Still fucking with me even while you are away…

TURN THE PAGE

There is something, this something is everything. It remembers the things I have forgotten. Its forgotten the things I am yet to remember. It loves all that I can possibly hate. It hates all that I can possibly love. It forgives, it resents. Ideas are brewing within this something like a storm. Its thunder is mediocre. Its lightning is revolutionary. It is humble and grandiose! It is who I was and who I am yet to be.

IDEAS– What a dangerous, dangerous thing– Built off of something that can be so beautiful! Something we can all learn from and then turn the page.

AND THEN– TURN THE PAGE ❤

Add An Extra Shot Of Dancing Please!

Right after posting my 30 days of Man In The Mirror I saw this amazing young lady on my Facebook timeline. I am now adding an extra shot of dancing in my 30 days of Self-Reflection!

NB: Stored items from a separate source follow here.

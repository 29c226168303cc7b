//!  Amadeus Travel Tools
//!
//!  Copyright (C) 2026  Mamy Ratsimbazafy
//!
//!  This program is free software: you can redistribute it and/or modify
//!  it under the terms of the GNU Affero General Public License as published by
//!  the Free Software Foundation, either version 3 of the License, or
//!  (at your option) any later version.
//!
//!  This program is distributed in the hope that it will be useful,
//!  but WITHOUT ANY WARRANTY; without even the implied warranty of
//!  MERCHANTABILITY or FITNESS FOR A PARTICULAR PURPOSE.  See the
//!  GNU Affero General Public License for more details.
//!
//!  You should have received a copy of the GNU Affero General Public License
//!  along with this program.  If not, see <http://www.gnu.org/licenses/>.

//! # Tool catalog
//!
//! Every API operation registered once with its name, description and JSON
//! input schema. Both the agent tool surface and the MCP server dispatch
//! through here, so argument decoding and error shaping stay identical.
//!
//! Agent frameworks see each tool as `amadeus_<name>`; the MCP server uses
//! the plain name.

use crate::client::AmadeusClient;
use crate::error::{AmadeusError, Result};
use once_cell::sync::Lazy;
use schemars::JsonSchema;
use serde::Serialize;
use serde::de::DeserializeOwned;
use serde_json::Value;
use std::future::Future;
use std::pin::Pin;

pub const AGENT_TOOL_PREFIX: &str = "amadeus_";

type ToolFuture<'a> = Pin<Box<dyn Future<Output = Result<Value>> + Send + 'a>>;
type Dispatch = fn(&AmadeusClient, Value) -> ToolFuture<'_>;

/// Name, description and input schema of a tool.
#[derive(Serialize, Clone, Debug, PartialEq)]
pub struct ToolSpec {
    pub name: String,
    pub description: String,
    pub input_schema: Value,
}

struct RegisteredTool {
    spec: ToolSpec,
    dispatch: Dispatch,
}

fn input_schema<T: JsonSchema>() -> Value {
    schemars::schema_for!(T).to_value()
}

fn decode_args<T: DeserializeOwned>(tool: &str, args: Value) -> Result<T> {
    // Calls without arguments arrive as null; treat them as an empty object so
    // that missing-field errors name the field.
    let args = if args.is_null() {
        Value::Object(Default::default())
    } else {
        args
    };
    serde_json::from_value(args)
        .map_err(|e| AmadeusError::validation(format!("invalid arguments for {tool}: {e}")))
}

macro_rules! register_tools {
    ($( $module:ident :: $op:ident ( $params:ty ) => $description:literal ; )*) => {
        vec![
            $(
                RegisteredTool {
                    spec: ToolSpec {
                        name: stringify!($op).to_string(),
                        description: $description.to_string(),
                        input_schema: input_schema::<$params>(),
                    },
                    dispatch: |client, args| {
                        Box::pin(async move {
                            let params: $params = decode_args(stringify!($op), args)?;
                            crate::$module::$op(client, params).await
                        })
                    },
                },
            )*
        ]
    };
}

static REGISTRY: Lazy<Vec<RegisteredTool>> = Lazy::new(|| {
    register_tools! {
        flights_api::search_flights(crate::flights_api::SearchFlightsParams)
            => "Search for flight offers between two airports. Dates are YYYY-MM-DD, airports are IATA codes.";
        flights_api::get_flight_price(crate::flights_api::FlightOfferParams)
            => "Confirm the final price of a flight offer returned by search_flights.";
        flights_api::search_flight_inspiration(crate::flights_api::FlightInspirationParams)
            => "Find the cheapest destinations reachable from an origin airport, optionally under a maximum price.";
        flights_api::search_flight_availability(crate::flights_api::FlightAvailabilityParams)
            => "Check seat availability on flights between two airports for a given date.";
        flights_api::get_branded_fares(crate::flights_api::FlightOfferParams)
            => "List branded fare upsell options (baggage, flexibility) for a flight offer.";
        flights_api::get_seatmap(crate::flights_api::FlightOfferParams)
            => "Retrieve the seat map for the segments of a flight offer.";
        flights_api::get_flight_status(crate::flights_api::FlightStatusParams)
            => "Get the scheduled status of a flight by carrier code, flight number and departure date.";
        hotels_api::search_hotels(crate::hotels_api::SearchHotelsParams)
            => "Search hotel offers in a city and return the cheapest offer per hotel, sorted by price.";
        hotels_api::get_hotel_details(crate::hotels_api::HotelDetailsParams)
            => "Get information and current offers for a hotel by its Amadeus hotel ID.";
        hotels_api::search_hotel_by_name(crate::hotels_api::HotelByNameParams)
            => "Autocomplete hotel names from a keyword.";
        hotels_api::get_hotel_ratings(crate::hotels_api::HotelRatingsParams)
            => "Get sentiment-based ratings for one or more hotels (comma-separated hotel IDs).";
        hotels_api::book_hotel(crate::hotels_api::BookHotelParams)
            => "Book a hotel offer for the given guests and payment details.";
        locations_api::search_airports(crate::locations_api::KeywordParams)
            => "Search airports by keyword or IATA code.";
        locations_api::search_cities(crate::locations_api::KeywordParams)
            => "Search cities by keyword.";
        locations_api::get_airport_routes(crate::locations_api::AirportCodeParams)
            => "List direct destinations served from an airport.";
        locations_api::get_nearest_airports(crate::locations_api::NearestAirportsParams)
            => "Find airports near a latitude/longitude, sorted by relevance.";
        locations_api::get_airline_destinations(crate::locations_api::AirlineDestinationsParams)
            => "List destinations served by an airline.";
        locations_api::get_airport_on_time_performance(crate::locations_api::OnTimePerformanceParams)
            => "Predict on-time performance of an airport for a given date.";
        analytics_api::get_busiest_travel_period(crate::analytics_api::BusiestPeriodParams)
            => "Show the busiest travel months for a city and year.";
        analytics_api::get_most_booked_destinations(crate::analytics_api::AirTrafficParams)
            => "List the most booked destinations from a city for a given year.";
        analytics_api::get_most_traveled_destinations(crate::analytics_api::AirTrafficParams)
            => "List the most traveled destinations from a city for a given year.";
        analytics_api::analyze_flight_price(crate::analytics_api::PriceAnalysisParams)
            => "Compare a route's fares against historical price metrics.";
        analytics_api::predict_flight_delay(crate::analytics_api::FlightDelayParams)
            => "Predict the delay probability of a specific flight.";
        analytics_api::predict_flight_choice(crate::analytics_api::FlightChoiceParams)
            => "Predict which of several flight offers a traveler is most likely to choose.";
        analytics_api::predict_trip_purpose(crate::analytics_api::TripPurposeParams)
            => "Predict whether a trip is for business or leisure.";
        orders_api::create_flight_order(crate::orders_api::CreateFlightOrderParams)
            => "Book a priced flight offer for the given travelers.";
        orders_api::get_flight_order(crate::orders_api::OrderIdParams)
            => "Retrieve an existing flight order.";
        orders_api::cancel_flight_order(crate::orders_api::OrderIdParams)
            => "Cancel an existing flight order.";
        activities_api::search_activities(crate::activities_api::SearchActivitiesParams)
            => "Search tours and activities around a latitude/longitude.";
        activities_api::get_activity_details(crate::activities_api::ActivityIdParams)
            => "Get details for a tour or activity.";
        transfers_api::search_transfers(crate::transfers_api::SearchTransfersParams)
            => "Search private ground transfers between two coordinates.";
        transfers_api::book_transfer(crate::transfers_api::BookTransferParams)
            => "Book a ground transfer offer.";
        transfers_api::get_transfer_order(crate::orders_api::OrderIdParams)
            => "Retrieve a transfer booking.";
        transfers_api::cancel_transfer(crate::orders_api::OrderIdParams)
            => "Cancel a transfer booking.";
        insights_api::get_travel_recommendations(crate::insights_api::TravelRecommendationsParams)
            => "List points of interest in a city by category.";
        insights_api::get_recommended_destinations(crate::insights_api::RecommendedDestinationsParams)
            => "Recommend destinations similar to the given origin cities.";
        insights_api::parse_trip_document(crate::insights_api::ParseTripDocumentParams)
            => "Submit a base64-encoded booking confirmation for trip extraction.";
        insights_api::get_parsed_trip(crate::insights_api::ParsedTripParams)
            => "Fetch the result of a trip document submitted with parse_trip_document.";
    }
});

/// Dispatch table over all registered tools.
///
/// The catalog is stateless: the client is passed to each call so one
/// catalog serves any number of clients.
#[derive(Clone, Copy, Debug, Default)]
pub struct ToolCatalog;

impl ToolCatalog {
    pub fn new() -> Self {
        Self
    }

    pub fn len(&self) -> usize {
        REGISTRY.len()
    }

    pub fn is_empty(&self) -> bool {
        REGISTRY.is_empty()
    }

    /// Specs under their plain names, as the MCP server lists them.
    pub fn specs(&self) -> Vec<ToolSpec> {
        REGISTRY.iter().map(|t| t.spec.clone()).collect()
    }

    /// Specs under `amadeus_<name>`, for agent frameworks.
    pub fn agent_specs(&self) -> Vec<ToolSpec> {
        REGISTRY
            .iter()
            .map(|t| ToolSpec {
                name: format!("{AGENT_TOOL_PREFIX}{}", t.spec.name),
                ..t.spec.clone()
            })
            .collect()
    }

    pub fn spec(&self, name: &str) -> Option<&'static ToolSpec> {
        lookup(name).map(|t| &t.spec)
    }

    /// Run a tool by name with JSON arguments.
    ///
    /// Accepts both plain and `amadeus_`-prefixed names.
    pub async fn invoke(&self, client: &AmadeusClient, name: &str, args: Value) -> Result<Value> {
        let tool = lookup(name).ok_or_else(|| AmadeusError::UnknownTool(name.to_string()))?;
        tracing::debug!("Invoking tool {}", tool.spec.name);
        (tool.dispatch)(client, args).await
    }

    /// Like [`ToolCatalog::invoke`] but renders the result as indented JSON text.
    pub async fn invoke_text(
        &self,
        client: &AmadeusClient,
        name: &str,
        args: Value,
    ) -> Result<String> {
        let value = self.invoke(client, name, args).await?;
        serde_json::to_string_pretty(&value).map_err(|e| AmadeusError::Transport(e.to_string()))
    }
}

fn lookup(name: &str) -> Option<&'static RegisteredTool> {
    let plain = name.strip_prefix(AGENT_TOOL_PREFIX).unwrap_or(name);
    REGISTRY.iter().find(|t| t.spec.name == plain)
}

When I was young, I loved to dance! I came up with my own routines and didn’t care what anyone thought. After suffering through years of my older sister’s case of extreme embarrassment, it soon infected my freedom of self-expression and caused a break in my psyche. I used to be the “ham” of the family. I was always auditioning for plays since my dream was to be a pop icon or Hollywood actress. I didn’t realize how badly I was infected with the embarrassment virus until I began rapping. When it came time for me to perform live, I clammed up and gave up on my dreams because of my stage fright. I am still finishing my music, but I do not think I will ever actually perform a song live.

Let’s see if something within me changes after 30 days of watching this epic little creature!!!